▶ [TASK INSTRUCTIONS] Report, from the records below, every line where the word "ShapeMismatch" appears.

(Collected data)
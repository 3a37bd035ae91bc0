use polars::prelude::PolarsError;
use thiserror::Error;

#[derive(Debug, Error)]
pub enum ReaderError {
    #[error("{path}: time axis '{variable}' has unusable units {units:?}")]
    MissingMetadata {
        path: String,
        variable: String,
        units: Option<String>,
    },

    #[error("{path}: variable '{variable}' has {found} values, expected {expected} from the time axis")]
    ShapeMismatch {
        path: String,
        variable: String,
        expected: usize,
        found: usize,
    },

    #[error("{path}: archive has no '{variable}' variable")]
    MissingTimeAxis { path: String, variable: String },

    #[error("{path}: file name does not contain the site marker '{marker}'")]
    SiteLabel { path: String, marker: String },

    #[error("{source_name} could not decode {path}: {message}")]
    Decode {
        source_name: &'static str,
        path: String,
        message: String,
    },

    #[error("failed to read {path}: {source}")]
    Io {
        path: String,
        #[source]
        source: std::io::Error,
    },

    #[error("Polars operation failed: {0}")]
    Polars(#[from] PolarsError),
}

impl ReaderError {
    /// Short machine-friendly tag for diagnostics and manifests.
    pub fn kind(&self) -> &'static str {
        match self {
            ReaderError::MissingMetadata { .. } => "missing_metadata",
            ReaderError::ShapeMismatch { .. } => "shape_mismatch",
            ReaderError::MissingTimeAxis { .. } => "missing_time_axis",
            ReaderError::SiteLabel { .. } => "site_label",
            ReaderError::Decode { .. } => "decode",
            ReaderError::Io { .. } => "io",
            ReaderError::Polars(_) => "polars",
        }
    }
}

▶ [FINISHED EXERCISE]
    ShapeMismatch {
            ReaderError::ShapeMismatch { .. } => "shape_mismatch",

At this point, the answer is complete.